Given information Block Start

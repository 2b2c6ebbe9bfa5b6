// SPDX-License-Identifier: MIT OR Apache-2.0

//! Line composition.
//!
//! The [`Renderer`] turns an [`IndentRecord`] into one line of text.  It is pure:
//! the tracked depth and the timestamp are passed in, so everything here can be
//! exercised without a subscriber.
//!
//! # Depth resolution
//!
//! 1. An explicit `indent` on the record is used as is.
//! 2. Otherwise the depth is the hierarchy contribution of the record's
//!    component plus the tracked call depth of the current thread.  With
//!    `combine_call_depth` off and a hierarchy mode enabled, only the hierarchy
//!    counts.
//!
//! # Layout
//!
//! ```text
//! 2024-01-01 12:00:00 - INFO     -         message key=value            {component:operation}
//! ^timestamp            ^level     ^indent                              ^min_name_column
//! ```

use std::borrow::Cow;

use crate::config::IndentConfig;
use crate::error::ConfigError;
use crate::hierarchy::{HierarchyMode, HierarchyPath};
use crate::log_record::IndentRecord;
use crate::template::NameTemplate;

/// The widest indentation a line gets, in spaces.  Deeper lines are clamped to it.
pub const MAX_INDENT_WIDTH: usize = 4096;

/// Shown in the name block when no operation is known.
pub const NO_OPERATION: &str = "-";

const SEPARATOR: &str = " - ";

/// Renders records according to a validated [`IndentConfig`].
#[derive(Debug, Clone)]
pub struct Renderer {
    config: IndentConfig,
    template: NameTemplate,
}

impl Renderer {
    /// Validates `config` and prepares it for rendering.
    pub fn new(config: IndentConfig) -> Result<Self, ConfigError> {
        config.validate()?;
        let template = config.name_template()?;
        Ok(Self { config, template })
    }

    pub fn config(&self) -> &IndentConfig {
        &self.config
    }

    /// The depth `record` is rendered at, given the thread's tracked depth.
    ///
    /// ```rust
    /// use indentwise::{HierarchyMode, IndentConfig, IndentRecord, Renderer};
    /// use tracing::Level;
    ///
    /// let renderer = Renderer::new(
    ///     IndentConfig::new().with_hierarchy_mode(HierarchyMode::PerSegment),
    /// ).unwrap();
    /// let record = IndentRecord::new(Level::INFO, "app::db::pool", "hi");
    /// assert_eq!(renderer.effective_depth(&record, 1), 3);
    /// assert_eq!(renderer.effective_depth(&record.with_depth(0), 1), 0);
    /// ```
    pub fn effective_depth(&self, record: &IndentRecord, tracked_depth: usize) -> usize {
        if let Some(depth) = record.explicit_depth() {
            return depth;
        }
        let mode = self.config.hierarchy_mode;
        let hierarchy = mode.contribution(HierarchyPath::new(record.component()));
        let tracked = if self.config.combine_call_depth || mode == HierarchyMode::Disabled {
            tracked_depth
        } else {
            0
        };
        hierarchy.saturating_add(tracked)
    }

    /// The indentation string for `depth`, at most [`MAX_INDENT_WIDTH`] spaces.
    pub fn indentation(&self, depth: usize) -> String {
        let width = depth.saturating_mul(self.config.spaces_per_level);
        " ".repeat(width.min(MAX_INDENT_WIDTH))
    }

    /// Renders one line, without a trailing newline.
    ///
    /// An empty `timestamp` is treated like none.
    pub fn render(
        &self,
        record: &IndentRecord,
        tracked_depth: usize,
        timestamp: Option<&str>,
    ) -> String {
        let depth = self.effective_depth(record, tracked_depth);
        let content = record.content();
        let content = if self.config.truncate_messages {
            truncate(
                &content,
                self.config.max_message_length,
                &self.config.truncation_marker,
            )
        } else {
            Cow::Borrowed(content.as_str())
        };

        let mut line = String::new();
        if let Some(timestamp) = timestamp.filter(|t| !t.is_empty()) {
            line.push_str(timestamp);
            line.push_str(SEPARATOR);
        }
        line.push_str(&format!("{:<8}", record.level().as_str()));
        line.push_str(SEPARATOR);
        line.push_str(&self.indentation(depth));
        line.push_str(&content);

        if !self.template.is_empty() {
            pad_to_column(&mut line, self.config.min_name_column);
            line.push('{');
            self.template.expand_into(
                record.operation().unwrap_or(NO_OPERATION),
                record.component(),
                &mut line,
            );
            line.push('}');
        }
        line
    }
}

/// Keeps the first `max_chars` characters of `text` and appends `marker`.
///
/// Text that already fits is returned unchanged.  Counting is by `char`, so
/// multi-byte text is never split inside a character.
///
/// ```rust
/// assert_eq!(indentwise::render::truncate("abcdef", 3, "..."), "abc...");
/// assert_eq!(indentwise::render::truncate("abc", 3, "..."), "abc");
/// ```
pub fn truncate<'a>(text: &'a str, max_chars: usize, marker: &str) -> Cow<'a, str> {
    match text.char_indices().nth(max_chars) {
        None => Cow::Borrowed(text),
        Some((cut, _)) => {
            let mut truncated = String::with_capacity(cut + marker.len());
            truncated.push_str(&text[..cut]);
            truncated.push_str(marker);
            Cow::Owned(truncated)
        }
    }
}

/// Pads `line` so that the next character lands at `column`, or adds a single
/// space when the line already reaches it.  Only the last line of a
/// multi-line message counts.
fn pad_to_column(line: &mut String, column: usize) {
    let width = line.rsplit('\n').next().unwrap_or("").chars().count();
    if width < column {
        line.extend(std::iter::repeat_n(' ', column - width));
    } else {
        line.push(' ');
    }
}

#[cfg(test)]
mod tests {
    use super::*;
    use tracing::Level;

    fn renderer(config: IndentConfig) -> Renderer {
        Renderer::new(config.with_date_format("")).unwrap()
    }

    #[test]
    fn explicit_depths_render_multiples_of_spaces() {
        let r = renderer(IndentConfig::new());
        for (depth, expected) in [(0, 0), (1, 4), (2, 8), (1, 4), (0, 0)] {
            let record = IndentRecord::new(Level::INFO, "app", "x").with_depth(depth);
            // the tracked depth is ignored when an override is present
            let line = r.render(&record, 7, None);
            let indent = line.strip_prefix("INFO     - ").unwrap();
            assert_eq!(indent.len() - indent.trim_start().len(), expected);
        }
    }

    #[test]
    fn tracked_depth_is_used_without_override() {
        let r = renderer(IndentConfig::new().with_spaces_per_level(2));
        let record = IndentRecord::new(Level::DEBUG, "app::deep::module", "body");
        assert_eq!(r.render(&record, 3, None), "DEBUG    -       body");
    }

    #[test]
    fn hierarchy_is_added_to_tracked_depth() {
        let r = renderer(IndentConfig::new().with_hierarchy_mode(HierarchyMode::PerSegment));
        let record = IndentRecord::new(Level::INFO, "app.module.submodule", "m");
        assert_eq!(r.effective_depth(&record, 0), 2);
        assert_eq!(r.effective_depth(&record, 2), 4);
    }

    #[test]
    fn hierarchy_only_when_not_combined() {
        let r = renderer(
            IndentConfig::new()
                .with_hierarchy_mode(HierarchyMode::Flat)
                .with_combine_call_depth(false),
        );
        let nested = IndentRecord::new(Level::INFO, "app::db", "m");
        let root = IndentRecord::new(Level::INFO, "app", "m");
        assert_eq!(r.effective_depth(&nested, 5), 1);
        assert_eq!(r.effective_depth(&root, 5), 0);

        // without a hierarchy mode the flag has nothing to replace
        let plain = renderer(IndentConfig::new().with_combine_call_depth(false));
        assert_eq!(plain.effective_depth(&nested, 5), 5);
    }

    #[test]
    fn timestamp_prefix() {
        let r = renderer(IndentConfig::new());
        let record = IndentRecord::new(Level::ERROR, "app", "failed");
        assert_eq!(
            r.render(&record, 0, Some("12:00:00")),
            "12:00:00 - ERROR    - failed"
        );
        assert_eq!(r.render(&record, 0, Some("")), "ERROR    - failed");
    }

    #[test]
    fn truncation_keeps_exact_length_plus_marker() {
        let r = renderer(IndentConfig::new().with_truncation(10));
        let record = IndentRecord::new(Level::INFO, "app", "abcdefghijklmnop");
        assert_eq!(r.render(&record, 0, None), "INFO     - abcdefghij...");

        let short = IndentRecord::new(Level::INFO, "app", "abcdefghij");
        assert_eq!(r.render(&short, 0, None), "INFO     - abcdefghij");
    }

    #[test]
    fn truncation_disabled_leaves_message_alone() {
        let r = renderer(IndentConfig::new());
        let long = "x".repeat(500);
        let record = IndentRecord::new(Level::INFO, "app", long.clone());
        assert_eq!(r.render(&record, 0, None), format!("INFO     - {long}"));
    }

    #[test]
    fn truncation_counts_characters() {
        assert_eq!(truncate("héllo wörld", 7, "…"), "héllo w…");
        assert_eq!(truncate("", 3, "..."), "");
    }

    #[test]
    fn name_block_aligns_to_column() {
        let r = renderer(
            IndentConfig::new()
                .with_operation_name(true)
                .with_min_name_column(30),
        );
        let record = IndentRecord::new(Level::INFO, "app", "short").with_operation("run");
        let line = r.render(&record, 0, None);
        assert_eq!(line.find('{'), Some(30));
        assert!(line.ends_with("{run}"));
    }

    #[test]
    fn name_block_follows_long_line_with_one_space() {
        let r = renderer(
            IndentConfig::new()
                .with_component_name(true)
                .with_operation_name(true)
                .with_min_name_column(10),
        );
        let record = IndentRecord::new(Level::INFO, "app::db", "a message longer than ten");
        assert_eq!(
            r.render(&record, 0, None),
            "INFO     - a message longer than ten {app::db:-}"
        );
    }

    #[test]
    fn name_block_exactly_at_column() {
        let r = renderer(IndentConfig::new().with_operation_name(true).with_min_name_column(15));
        // "INFO     - " is 11 characters, the message brings it to 15
        let record = IndentRecord::new(Level::INFO, "app", "abcd").with_operation("op");
        assert_eq!(r.render(&record, 0, None), "INFO     - abcd {op}");
    }

    #[test]
    fn name_block_uses_template() {
        let r = renderer(
            IndentConfig::new()
                .with_name_format("{operation} @ {component}")
                .with_min_name_column(0),
        );
        let record = IndentRecord::new(Level::WARN, "app::net", "slow").with_operation("fetch");
        assert_eq!(
            r.render(&record, 0, None),
            "WARN     - slow {fetch @ app::net}"
        );
    }

    #[test]
    fn indentation_is_depth_times_spaces() {
        let r = renderer(IndentConfig::new().with_spaces_per_level(3));
        assert_eq!(r.indentation(0), "");
        assert_eq!(r.indentation(4).len(), 12);
    }

    #[test]
    fn indentation_is_capped() {
        let r = renderer(IndentConfig::new());
        assert_eq!(r.indentation(usize::MAX).len(), MAX_INDENT_WIDTH);
        assert_eq!(r.indentation(MAX_INDENT_WIDTH / 4 + 1).len(), MAX_INDENT_WIDTH);

        let record = IndentRecord::new(Level::INFO, "app", "deep").with_depth(usize::MAX);
        let line = r.render(&record, 0, None);
        assert_eq!(line, format!("INFO     - {}deep", " ".repeat(MAX_INDENT_WIDTH)));
    }

    #[test]
    fn renderer_rejects_invalid_config() {
        assert!(Renderer::new(IndentConfig::new().with_name_format("{x}")).is_err());
    }
}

Given information Block End

_What is being asked_
Among the lines of the data, find every one that holds "body" and copy it.

_Response_
        let record = IndentRecord::new(Level::DEBUG, "app::deep::module", "body");
        assert_eq!(r.render(&record, 3, None), "DEBUG    -       body");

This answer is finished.